In a subsequent debate, Marco Santori, a co-author of the SAFT whitepaper, argued that functional tokens are like gold bars delivered after the ‘enterprise risk’ of investing in a gold mining operation pays off - that the produced commodity is no longer a security. However, other lawyers argued back that the analogy between gold or oil and ICO tokens breaks down. Not everyone who buys a token intends to use it or is even able use it right away. The token’s designated purpose often requires technical expertise, or is simply unclear, or changes as soon as the dev team pivots. Not so with centuries-old commodities like gold and oil. Their miners and wholesalers often don’t do anything else besides deal in one commodity in which they are experts. Moreover, any profits in dealing with physical gold and oil are made on large volumes of moving inventory, not buy-and-hold. Physical commodity mining and wholesaling is often boring and barely profitable while ICOs have been anything but.

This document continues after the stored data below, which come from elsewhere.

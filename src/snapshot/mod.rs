//! Snapshot module
//!
//! Point-in-time projected state, addressable by snapshot id.

mod manager;
mod record;

pub use manager::{SnapshotListQuery, SnapshotManager};
pub use record::Snapshot;

use crate::domain::AggregateKey;
use crate::error::StoreResult;
use crate::event_store::EventStorage;

/// Newest snapshot of `key` with `as_of_version <= version`
pub fn latest_at_or_below(
    storage: &dyn EventStorage,
    key: &AggregateKey,
    version: u64,
) -> StoreResult<Option<Snapshot>> {
    storage.latest_snapshot_at_or_below(key, version)
}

Another lawyer pointed out that a SAFT investment contract might not conform to legal jurisdictions outside the US, say, Swiss privacy laws
This time, it's different
There is lots of hot money sloshing around in the crypto space, especially from those who made fortunes on the price rise of Bitcoin and Ethereum - hot money willing to take big risks, on the hope the current obscure coin or token will become the next Bitcoin or the next Ethereum. Even the accredited investors often invest without understanding how the utility is supposed to work. Meanwhile, fundraising too much money too fast can put a strain on a dev team’s work ethic and cohesiveness.
There is lots of similarities between the ICO space and the dotcom bubble, circa 2000. It was the beginning of the Internet revolution, but the vast majority of the companies did not succeed to come up with a sustainable business model, or were just too early for the market. Likewise, there is lots of creative destruction in the ICO space, with tokens trying to solve problems we didn’t know we had. Some will prove viable, others will not. The “me too” companies will go bankrupt or get acquired.

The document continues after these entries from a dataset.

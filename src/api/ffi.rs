//! C entry points
//!
//! Every operation takes `error_out: *mut *mut c_char` last and returns
//! `*mut c_char`. Returned strings (results and errors) belong to the
//! library and must be released with [`dbx_string_free`].

use std::os::raw::c_char;
use std::panic::{self, AssertUnwindSafe};

use serde_json::Value;
use tokio::runtime::Runtime;

use super::codec::{self, clear_error, envelope, read_json, read_str, respond, set_error};
use crate::client::EventStoreClient;
use crate::config::StoreConfig;
use crate::error::{StoreError, StoreResult};
use crate::telemetry;

/// Opaque client handle owned by the caller between `dbx_client_new` and
/// `dbx_client_free`
pub struct DbxHandle {
    runtime: Runtime,
    client: EventStoreClient,
}

impl DbxHandle {
    fn open(config_json: *const c_char) -> StoreResult<Self> {
        let value = read_json(config_json, "config")?.unwrap_or(Value::Null);
        let config = StoreConfig::from_json(value)?;

        if config.log_filter.is_some() {
            telemetry::init_tracing(config.log_filter.as_deref(), config.log_json);
        }

        let runtime = tokio::runtime::Builder::new_multi_thread()
            .enable_all()
            .thread_name("eventdbx-native")
            .build()
            .map_err(|e| StoreError::Internal(format!("failed to start runtime: {}", e)))?;

        tracing::info!(
            lock_timeout_ms = config.lock_timeout.as_millis() as u64,
            lock_retries = config.lock_retries,
            "Event store client opened"
        );

        Ok(Self {
            runtime,
            client: EventStoreClient::new(config),
        })
    }

    fn block_on<F: std::future::Future>(&self, future: F) -> F::Output {
        self.runtime.block_on(future)
    }
}

fn handle_ref<'a>(handle: *mut DbxHandle) -> StoreResult<&'a DbxHandle> {
    if handle.is_null() {
        return Err(StoreError::Validation("handle is null".to_string()));
    }
    // SAFETY: non-null handles only come from `dbx_client_new` and stay
    // valid until `dbx_client_free`.
    Ok(unsafe { &*handle })
}

/// Optional string argument; null reads as empty
fn read_optional_str(ptr: *const c_char, field: &str) -> StoreResult<String> {
    if ptr.is_null() {
        return Ok(String::new());
    }
    read_str(ptr, field)
}

// =========================================================================
// Lifecycle
// =========================================================================

/// Open a client. `config_json` may be null or blank for defaults.
/// Returns null and sets `*error_out` on failure.
#[no_mangle]
pub extern "C" fn dbx_client_new(config_json: *const c_char, error_out: *mut *mut c_char) -> *mut DbxHandle {
    clear_error(error_out);

    match panic::catch_unwind(AssertUnwindSafe(|| DbxHandle::open(config_json))) {
        Ok(Ok(handle)) => Box::into_raw(Box::new(handle)),
        Ok(Err(err)) => {
            set_error(error_out, err.boundary_message());
            std::ptr::null_mut()
        }
        Err(_) => {
            set_error(error_out, "InternalError: panic while opening client");
            std::ptr::null_mut()
        }
    }
}

/// Release a client. Null is ignored.
#[no_mangle]
pub extern "C" fn dbx_client_free(handle: *mut DbxHandle) {
    if handle.is_null() {
        return;
    }
    // SAFETY: the pointer came from `Box::into_raw` in `dbx_client_new`
    // and is freed once.
    let handle = unsafe { Box::from_raw(handle) };
    let DbxHandle { runtime, client } = *handle;
    drop(client);
    runtime.shutdown_background();
}

/// Release a string returned by any `dbx_` function. Null is ignored.
#[no_mangle]
pub extern "C" fn dbx_string_free(ptr: *mut c_char) {
    if ptr.is_null() {
        return;
    }
    // SAFETY: every string handed out was produced by `CString::into_raw`.
    unsafe {
        drop(std::ffi::CString::from_raw(ptr));
    }
}

// =========================================================================
// Aggregates
// =========================================================================

#[no_mangle]
pub extern "C" fn dbx_list_aggregates(
    handle: *mut DbxHandle,
    aggregate_type: *const c_char,
    options_json: *const c_char,
    error_out: *mut *mut c_char,
) -> *mut c_char {
    respond("list_aggregates", error_out, || {
        let handle = handle_ref(handle)?;
        let aggregate_type = read_optional_str(aggregate_type, "aggregate_type")?;
        let options = read_json(options_json, "options")?;

        let page = handle.block_on(handle.client.list_aggregates(&aggregate_type, options))?;
        codec::to_value(page)
    })
}

#[no_mangle]
pub extern "C" fn dbx_get_aggregate(
    handle: *mut DbxHandle,
    aggregate_type: *const c_char,
    aggregate_id: *const c_char,
    error_out: *mut *mut c_char,
) -> *mut c_char {
    respond("get_aggregate", error_out, || {
        let handle = handle_ref(handle)?;
        let aggregate_type = read_str(aggregate_type, "aggregate_type")?;
        let aggregate_id = read_str(aggregate_id, "aggregate_id")?;

        let view = handle.block_on(handle.client.get_aggregate(&aggregate_type, &aggregate_id))?;
        envelope("aggregate", view)
    })
}

#[no_mangle]
pub extern "C" fn dbx_select_aggregate(
    handle: *mut DbxHandle,
    aggregate_type: *const c_char,
    aggregate_id: *const c_char,
    fields_json: *const c_char,
    error_out: *mut *mut c_char,
) -> *mut c_char {
    respond("select_aggregate", error_out, || {
        let handle = handle_ref(handle)?;
        let aggregate_type = read_str(aggregate_type, "aggregate_type")?;
        let aggregate_id = read_str(aggregate_id, "aggregate_id")?;
        let fields = read_json(fields_json, "fields")?;

        let selection = handle.block_on(handle.client.select_aggregate(
            &aggregate_type,
            &aggregate_id,
            fields,
        ))?;
        envelope("selection", selection)
    })
}

/// Project state at `options.version` (default: current version)
#[no_mangle]
pub extern "C" fn dbx_project_aggregate(
    handle: *mut DbxHandle,
    aggregate_type: *const c_char,
    aggregate_id: *const c_char,
    options_json: *const c_char,
    error_out: *mut *mut c_char,
) -> *mut c_char {
    respond("project_aggregate", error_out, || {
        let handle = handle_ref(handle)?;
        let aggregate_type = read_str(aggregate_type, "aggregate_type")?;
        let aggregate_id = read_str(aggregate_id, "aggregate_id")?;
        let options = read_json(options_json, "options")?;

        let projected = handle.block_on(handle.client.project_aggregate(
            &aggregate_type,
            &aggregate_id,
            options,
        ))?;
        codec::to_value(projected)
    })
}

#[no_mangle]
pub extern "C" fn dbx_create_aggregate(
    handle: *mut DbxHandle,
    aggregate_type: *const c_char,
    aggregate_id: *const c_char,
    event_type: *const c_char,
    options_json: *const c_char,
    error_out: *mut *mut c_char,
) -> *mut c_char {
    respond("create_aggregate", error_out, || {
        let handle = handle_ref(handle)?;
        let aggregate_type = read_str(aggregate_type, "aggregate_type")?;
        let aggregate_id = read_str(aggregate_id, "aggregate_id")?;
        let event_type = read_str(event_type, "event_type")?;
        let options = read_json(options_json, "options")?;

        let view = handle.block_on(handle.client.create_aggregate(
            &aggregate_type,
            &aggregate_id,
            &event_type,
            options,
        ))?;
        envelope("aggregate", view)
    })
}

#[no_mangle]
pub extern "C" fn dbx_set_archive(
    handle: *mut DbxHandle,
    aggregate_type: *const c_char,
    aggregate_id: *const c_char,
    archived: bool,
    options_json: *const c_char,
    error_out: *mut *mut c_char,
) -> *mut c_char {
    respond("set_archive", error_out, || {
        let handle = handle_ref(handle)?;
        let aggregate_type = read_str(aggregate_type, "aggregate_type")?;
        let aggregate_id = read_str(aggregate_id, "aggregate_id")?;
        let options = read_json(options_json, "options")?;

        let record = handle.block_on(handle.client.set_archive(
            &aggregate_type,
            &aggregate_id,
            archived,
            options,
        ))?;
        envelope("aggregate", record)
    })
}

// =========================================================================
// Events
// =========================================================================

#[no_mangle]
pub extern "C" fn dbx_list_events(
    handle: *mut DbxHandle,
    aggregate_type: *const c_char,
    aggregate_id: *const c_char,
    options_json: *const c_char,
    error_out: *mut *mut c_char,
) -> *mut c_char {
    respond("list_events", error_out, || {
        let handle = handle_ref(handle)?;
        let aggregate_type = read_str(aggregate_type, "aggregate_type")?;
        let aggregate_id = read_str(aggregate_id, "aggregate_id")?;
        let options = read_json(options_json, "options")?;

        let page = handle.block_on(handle.client.list_events(&aggregate_type, &aggregate_id, options))?;
        codec::to_value(page)
    })
}

#[no_mangle]
pub extern "C" fn dbx_append_event(
    handle: *mut DbxHandle,
    aggregate_type: *const c_char,
    aggregate_id: *const c_char,
    event_type: *const c_char,
    options_json: *const c_char,
    error_out: *mut *mut c_char,
) -> *mut c_char {
    respond("append_event", error_out, || {
        let handle = handle_ref(handle)?;
        let aggregate_type = read_str(aggregate_type, "aggregate_type")?;
        let aggregate_id = read_str(aggregate_id, "aggregate_id")?;
        let event_type = read_str(event_type, "event_type")?;
        let options = read_json(options_json, "options")?;

        let event = handle.block_on(handle.client.append_event(
            &aggregate_type,
            &aggregate_id,
            &event_type,
            options,
        ))?;
        envelope("event", event)
    })
}

#[no_mangle]
pub extern "C" fn dbx_patch_event(
    handle: *mut DbxHandle,
    aggregate_type: *const c_char,
    aggregate_id: *const c_char,
    event_type: *const c_char,
    patch_json: *const c_char,
    options_json: *const c_char,
    error_out: *mut *mut c_char,
) -> *mut c_char {
    respond("patch_event", error_out, || {
        let handle = handle_ref(handle)?;
        let aggregate_type = read_str(aggregate_type, "aggregate_type")?;
        let aggregate_id = read_str(aggregate_id, "aggregate_id")?;
        let event_type = read_str(event_type, "event_type")?;
        let patch = read_json(patch_json, "patch")?;
        let options = read_json(options_json, "options")?;

        let event = handle.block_on(handle.client.patch_event(
            &aggregate_type,
            &aggregate_id,
            &event_type,
            patch,
            options,
        ))?;
        envelope("event", event)
    })
}

// =========================================================================
// Verification
// =========================================================================

#[no_mangle]
pub extern "C" fn dbx_verify_aggregate(
    handle: *mut DbxHandle,
    aggregate_type: *const c_char,
    aggregate_id: *const c_char,
    error_out: *mut *mut c_char,
) -> *mut c_char {
    respond("verify_aggregate", error_out, || {
        let handle = handle_ref(handle)?;
        let aggregate_type = read_str(aggregate_type, "aggregate_type")?;
        let aggregate_id = read_str(aggregate_id, "aggregate_id")?;

        let report = handle.block_on(handle.client.verify_aggregate(&aggregate_type, &aggregate_id))?;
        codec::to_value(report)
    })
}

// =========================================================================
// Snapshots
// =========================================================================

#[no_mangle]
pub extern "C" fn dbx_create_snapshot(
    handle: *mut DbxHandle,
    aggregate_type: *const c_char,
    aggregate_id: *const c_char,
    options_json: *const c_char,
    error_out: *mut *mut c_char,
) -> *mut c_char {
    respond("create_snapshot", error_out, || {
        let handle = handle_ref(handle)?;
        let aggregate_type = read_str(aggregate_type, "aggregate_type")?;
        let aggregate_id = read_str(aggregate_id, "aggregate_id")?;
        let options = read_json(options_json, "options")?;

        let snapshot = handle.block_on(handle.client.create_snapshot(
            &aggregate_type,
            &aggregate_id,
            options,
        ))?;
        envelope("snapshot", snapshot)
    })
}

#[no_mangle]
pub extern "C" fn dbx_list_snapshots(
    handle: *mut DbxHandle,
    options_json: *const c_char,
    error_out: *mut *mut c_char,
) -> *mut c_char {
    respond("list_snapshots", error_out, || {
        let handle = handle_ref(handle)?;
        let options = read_json(options_json, "options")?;

        let page = handle.block_on(handle.client.list_snapshots(options))?;
        codec::to_value(page)
    })
}

#[no_mangle]
pub extern "C" fn dbx_get_snapshot(
    handle: *mut DbxHandle,
    snapshot_id: u64,
    options_json: *const c_char,
    error_out: *mut *mut c_char,
) -> *mut c_char {
    respond("get_snapshot", error_out, || {
        let handle = handle_ref(handle)?;
        let options = read_json(options_json, "options")?;

        let snapshot = handle.block_on(handle.client.get_snapshot(snapshot_id, options))?;
        envelope("snapshot", snapshot)
    })
}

Moreover, not every project actually needs to become a decentralized network or fundraise as an ICO. Yet once the founders go the ICO route, they are under pressure to deliver price performance, often at the expense of delivering the actual utility the token is supposed to provide. Hence there are bound to be some investors who get burnt and run to the regulators with their ICO issue, security or not. That is, if all the hype and excitement doesn’t attract the regulators’ attention sooner.
CoinCenter's simplified take
Meanwhile, Peter Van Valkenburgh of CoinCenter made a similar distinction between utility tokens and securities in his 10-minute presentation at Ethereum Devcon 3 in early November 2017. He placed some examples on a graph. The graph was a spectrum of Network vs Issuer on one axis, and Utility vs Investment on the other axis. He expects the SEC to assert itself at least in the Issuer / Investment quadrant, and probably at least in some of the nearby areas as well, although CoinCenter is lobbying for clear limits on SEC’s jurisdiction.
Lots of regulatory gray areas remain as cryptos and ICOs go mainstream and perhaps revolutionize finance. As Adam B Levine pointed out in a podcast, we are still in a time of “first practices”, not necessarily “best practices”.